In the records below, find the line that contains "filename crates/core/src/transfer/filename.rs" and the line that contains "static PART: Lazy<Regex>", then retype exactly those two lines and every line between them.

******************************

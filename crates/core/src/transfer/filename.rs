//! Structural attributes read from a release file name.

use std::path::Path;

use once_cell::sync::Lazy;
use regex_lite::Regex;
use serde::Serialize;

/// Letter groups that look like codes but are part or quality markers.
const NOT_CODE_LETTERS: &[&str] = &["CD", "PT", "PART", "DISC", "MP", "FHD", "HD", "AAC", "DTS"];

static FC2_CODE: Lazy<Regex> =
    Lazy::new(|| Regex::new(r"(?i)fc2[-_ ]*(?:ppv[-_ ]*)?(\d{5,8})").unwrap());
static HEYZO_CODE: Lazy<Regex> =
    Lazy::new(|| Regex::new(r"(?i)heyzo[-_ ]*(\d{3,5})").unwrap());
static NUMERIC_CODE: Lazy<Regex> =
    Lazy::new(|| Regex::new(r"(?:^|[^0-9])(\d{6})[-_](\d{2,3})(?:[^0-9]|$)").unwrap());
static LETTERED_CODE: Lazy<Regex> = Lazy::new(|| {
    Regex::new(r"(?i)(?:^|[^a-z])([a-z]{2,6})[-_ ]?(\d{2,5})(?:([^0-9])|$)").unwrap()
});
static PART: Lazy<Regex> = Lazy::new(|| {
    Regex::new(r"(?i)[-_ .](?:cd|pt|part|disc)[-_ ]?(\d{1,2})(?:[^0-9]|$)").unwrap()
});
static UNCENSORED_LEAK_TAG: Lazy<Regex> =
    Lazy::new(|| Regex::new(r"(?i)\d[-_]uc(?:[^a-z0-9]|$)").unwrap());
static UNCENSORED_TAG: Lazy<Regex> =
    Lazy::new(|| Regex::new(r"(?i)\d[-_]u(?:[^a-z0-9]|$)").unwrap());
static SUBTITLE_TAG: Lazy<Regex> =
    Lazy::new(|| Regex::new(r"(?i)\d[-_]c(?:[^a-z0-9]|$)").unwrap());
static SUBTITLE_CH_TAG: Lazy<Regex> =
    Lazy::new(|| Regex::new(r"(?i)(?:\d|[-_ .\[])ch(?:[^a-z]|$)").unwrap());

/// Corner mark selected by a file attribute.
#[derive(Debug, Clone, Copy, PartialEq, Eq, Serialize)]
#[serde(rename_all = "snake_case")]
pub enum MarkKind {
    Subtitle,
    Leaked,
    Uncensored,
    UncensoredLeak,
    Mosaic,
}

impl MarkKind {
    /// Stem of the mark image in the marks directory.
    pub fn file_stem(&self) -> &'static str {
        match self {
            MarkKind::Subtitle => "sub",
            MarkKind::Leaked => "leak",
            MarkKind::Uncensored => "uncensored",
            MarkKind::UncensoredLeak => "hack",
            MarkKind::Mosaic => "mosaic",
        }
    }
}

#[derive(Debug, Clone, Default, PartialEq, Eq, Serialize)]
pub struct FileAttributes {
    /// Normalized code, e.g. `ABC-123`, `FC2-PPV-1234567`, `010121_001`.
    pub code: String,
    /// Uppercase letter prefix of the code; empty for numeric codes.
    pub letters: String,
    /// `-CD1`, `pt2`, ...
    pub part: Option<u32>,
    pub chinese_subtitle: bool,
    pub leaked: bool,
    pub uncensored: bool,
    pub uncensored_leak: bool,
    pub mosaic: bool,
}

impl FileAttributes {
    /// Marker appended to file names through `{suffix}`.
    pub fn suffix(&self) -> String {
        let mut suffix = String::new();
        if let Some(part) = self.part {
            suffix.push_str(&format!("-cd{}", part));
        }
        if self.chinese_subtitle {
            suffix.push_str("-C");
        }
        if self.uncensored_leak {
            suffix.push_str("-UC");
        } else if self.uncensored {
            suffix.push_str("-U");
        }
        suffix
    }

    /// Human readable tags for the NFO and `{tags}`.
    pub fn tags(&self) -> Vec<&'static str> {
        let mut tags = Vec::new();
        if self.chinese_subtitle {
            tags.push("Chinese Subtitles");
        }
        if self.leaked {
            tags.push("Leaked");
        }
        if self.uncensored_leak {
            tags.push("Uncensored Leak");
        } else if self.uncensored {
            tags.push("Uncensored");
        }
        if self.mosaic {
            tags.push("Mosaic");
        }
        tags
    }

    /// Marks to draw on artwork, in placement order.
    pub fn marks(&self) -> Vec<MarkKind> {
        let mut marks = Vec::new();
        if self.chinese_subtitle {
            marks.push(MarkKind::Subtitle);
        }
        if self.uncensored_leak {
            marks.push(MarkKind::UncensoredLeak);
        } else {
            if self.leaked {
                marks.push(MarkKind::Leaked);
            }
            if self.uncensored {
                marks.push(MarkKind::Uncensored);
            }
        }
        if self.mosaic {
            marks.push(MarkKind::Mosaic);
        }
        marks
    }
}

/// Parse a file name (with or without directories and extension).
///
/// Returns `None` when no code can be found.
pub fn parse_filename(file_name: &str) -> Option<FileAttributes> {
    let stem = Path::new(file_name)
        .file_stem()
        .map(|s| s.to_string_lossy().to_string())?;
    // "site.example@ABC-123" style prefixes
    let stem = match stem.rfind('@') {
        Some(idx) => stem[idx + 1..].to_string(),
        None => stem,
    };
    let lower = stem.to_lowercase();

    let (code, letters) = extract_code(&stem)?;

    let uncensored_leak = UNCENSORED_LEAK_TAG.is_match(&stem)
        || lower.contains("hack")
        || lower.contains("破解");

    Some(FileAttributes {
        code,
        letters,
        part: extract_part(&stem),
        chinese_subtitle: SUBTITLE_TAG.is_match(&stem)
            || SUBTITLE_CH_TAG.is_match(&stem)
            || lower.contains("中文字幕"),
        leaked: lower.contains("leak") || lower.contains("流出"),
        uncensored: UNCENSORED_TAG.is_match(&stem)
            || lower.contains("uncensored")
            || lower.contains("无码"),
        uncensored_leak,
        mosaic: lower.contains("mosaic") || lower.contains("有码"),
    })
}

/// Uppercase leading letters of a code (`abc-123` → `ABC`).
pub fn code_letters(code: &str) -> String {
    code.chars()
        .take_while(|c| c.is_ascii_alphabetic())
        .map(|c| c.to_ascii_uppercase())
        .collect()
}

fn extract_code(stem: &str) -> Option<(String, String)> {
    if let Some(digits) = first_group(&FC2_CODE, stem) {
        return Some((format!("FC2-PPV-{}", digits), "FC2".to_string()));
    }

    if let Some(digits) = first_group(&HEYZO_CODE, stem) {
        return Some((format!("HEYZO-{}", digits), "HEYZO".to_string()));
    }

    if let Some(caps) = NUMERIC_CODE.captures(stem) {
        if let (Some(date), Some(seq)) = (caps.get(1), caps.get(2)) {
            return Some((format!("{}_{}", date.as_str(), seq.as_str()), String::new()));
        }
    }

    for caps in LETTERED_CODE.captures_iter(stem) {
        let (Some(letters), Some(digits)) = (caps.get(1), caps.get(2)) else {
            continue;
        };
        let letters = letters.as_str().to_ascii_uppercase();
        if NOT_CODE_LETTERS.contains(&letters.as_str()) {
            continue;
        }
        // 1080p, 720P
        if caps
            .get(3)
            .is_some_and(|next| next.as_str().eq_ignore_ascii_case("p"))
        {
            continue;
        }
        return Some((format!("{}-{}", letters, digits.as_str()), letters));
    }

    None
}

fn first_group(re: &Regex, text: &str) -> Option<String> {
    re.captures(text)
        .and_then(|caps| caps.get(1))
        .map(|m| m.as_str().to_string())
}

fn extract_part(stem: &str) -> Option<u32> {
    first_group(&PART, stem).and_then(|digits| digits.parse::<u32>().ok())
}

******************************

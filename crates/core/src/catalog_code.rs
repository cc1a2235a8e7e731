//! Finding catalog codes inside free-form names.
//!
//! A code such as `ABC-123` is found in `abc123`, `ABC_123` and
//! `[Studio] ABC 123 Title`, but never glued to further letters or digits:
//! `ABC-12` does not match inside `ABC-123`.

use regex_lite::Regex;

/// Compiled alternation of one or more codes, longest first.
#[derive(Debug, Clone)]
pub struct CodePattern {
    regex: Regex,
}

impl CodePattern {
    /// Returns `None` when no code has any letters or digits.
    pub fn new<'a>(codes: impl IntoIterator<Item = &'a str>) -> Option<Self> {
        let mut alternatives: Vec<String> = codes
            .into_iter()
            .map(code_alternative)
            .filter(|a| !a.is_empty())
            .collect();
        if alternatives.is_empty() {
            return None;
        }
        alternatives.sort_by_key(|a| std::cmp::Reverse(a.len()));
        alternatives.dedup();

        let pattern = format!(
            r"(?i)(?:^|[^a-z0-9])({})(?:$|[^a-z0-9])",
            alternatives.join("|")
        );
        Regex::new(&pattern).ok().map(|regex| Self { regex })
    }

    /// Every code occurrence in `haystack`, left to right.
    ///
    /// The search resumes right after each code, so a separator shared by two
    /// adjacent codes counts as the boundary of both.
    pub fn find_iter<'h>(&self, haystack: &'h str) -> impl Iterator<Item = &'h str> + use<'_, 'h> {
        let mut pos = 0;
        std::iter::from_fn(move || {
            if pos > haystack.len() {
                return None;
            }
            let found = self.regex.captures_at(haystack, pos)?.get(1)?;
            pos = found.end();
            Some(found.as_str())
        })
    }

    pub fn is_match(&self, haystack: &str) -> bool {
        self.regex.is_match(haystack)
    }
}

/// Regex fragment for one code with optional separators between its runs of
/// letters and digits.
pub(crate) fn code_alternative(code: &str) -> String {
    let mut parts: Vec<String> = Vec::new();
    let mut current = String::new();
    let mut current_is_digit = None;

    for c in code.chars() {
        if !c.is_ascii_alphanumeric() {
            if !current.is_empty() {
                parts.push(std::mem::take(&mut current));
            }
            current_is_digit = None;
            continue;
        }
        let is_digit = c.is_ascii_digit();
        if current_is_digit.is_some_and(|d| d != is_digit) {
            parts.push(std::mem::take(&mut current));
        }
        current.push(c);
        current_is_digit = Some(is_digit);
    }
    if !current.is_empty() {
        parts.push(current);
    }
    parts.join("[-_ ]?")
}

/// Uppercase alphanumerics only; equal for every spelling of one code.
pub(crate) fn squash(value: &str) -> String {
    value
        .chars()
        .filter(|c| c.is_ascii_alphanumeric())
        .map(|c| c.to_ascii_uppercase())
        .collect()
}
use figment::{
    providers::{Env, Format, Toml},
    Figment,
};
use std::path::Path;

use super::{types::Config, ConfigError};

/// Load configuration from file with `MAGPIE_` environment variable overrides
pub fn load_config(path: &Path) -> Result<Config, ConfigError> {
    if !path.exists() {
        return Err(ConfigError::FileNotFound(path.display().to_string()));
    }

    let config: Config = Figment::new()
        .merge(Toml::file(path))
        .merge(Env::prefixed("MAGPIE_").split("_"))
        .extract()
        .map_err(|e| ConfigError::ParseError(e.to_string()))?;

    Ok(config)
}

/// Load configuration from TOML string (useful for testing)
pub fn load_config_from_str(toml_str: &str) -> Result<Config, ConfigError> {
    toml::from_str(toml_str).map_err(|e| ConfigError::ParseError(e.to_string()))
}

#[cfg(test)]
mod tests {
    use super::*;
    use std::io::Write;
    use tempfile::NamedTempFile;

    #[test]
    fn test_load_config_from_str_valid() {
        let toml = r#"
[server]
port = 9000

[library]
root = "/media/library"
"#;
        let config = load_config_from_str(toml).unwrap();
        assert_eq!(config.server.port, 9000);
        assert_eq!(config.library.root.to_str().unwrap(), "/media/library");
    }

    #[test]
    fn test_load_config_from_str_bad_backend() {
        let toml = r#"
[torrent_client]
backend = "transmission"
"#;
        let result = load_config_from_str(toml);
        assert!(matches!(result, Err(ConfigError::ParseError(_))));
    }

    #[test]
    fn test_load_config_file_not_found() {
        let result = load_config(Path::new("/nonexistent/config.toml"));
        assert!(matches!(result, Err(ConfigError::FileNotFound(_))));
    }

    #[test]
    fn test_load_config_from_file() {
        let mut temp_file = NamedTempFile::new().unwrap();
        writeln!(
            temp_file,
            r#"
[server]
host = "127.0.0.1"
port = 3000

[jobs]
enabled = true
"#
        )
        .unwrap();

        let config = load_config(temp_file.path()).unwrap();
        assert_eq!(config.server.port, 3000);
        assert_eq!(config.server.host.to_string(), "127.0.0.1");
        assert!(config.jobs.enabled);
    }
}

******************************

* _Response to this exercise_
filename crates/core/src/transfer/filename.rs
//! Structural attributes read from a release file name.

use std::path::Path;

use once_cell::sync::Lazy;
use regex_lite::Regex;
use serde::Serialize;

/// Letter groups that look like codes but are part or quality markers.
const NOT_CODE_LETTERS: &[&str] = &["CD", "PT", "PART", "DISC", "MP", "FHD", "HD", "AAC", "DTS"];

static FC2_CODE: Lazy<Regex> =
    Lazy::new(|| Regex::new(r"(?i)fc2[-_ ]*(?:ppv[-_ ]*)?(\d{5,8})").unwrap());
static HEYZO_CODE: Lazy<Regex> =
    Lazy::new(|| Regex::new(r"(?i)heyzo[-_ ]*(\d{3,5})").unwrap());
static NUMERIC_CODE: Lazy<Regex> =
    Lazy::new(|| Regex::new(r"(?:^|[^0-9])(\d{6})[-_](\d{2,3})(?:[^0-9]|$)").unwrap());
static LETTERED_CODE: Lazy<Regex> = Lazy::new(|| {
    Regex::new(r"(?i)(?:^|[^a-z])([a-z]{2,6})[-_ ]?(\d{2,5})(?:([^0-9])|$)").unwrap()
});
static PART: Lazy<Regex> = Lazy::new(|| {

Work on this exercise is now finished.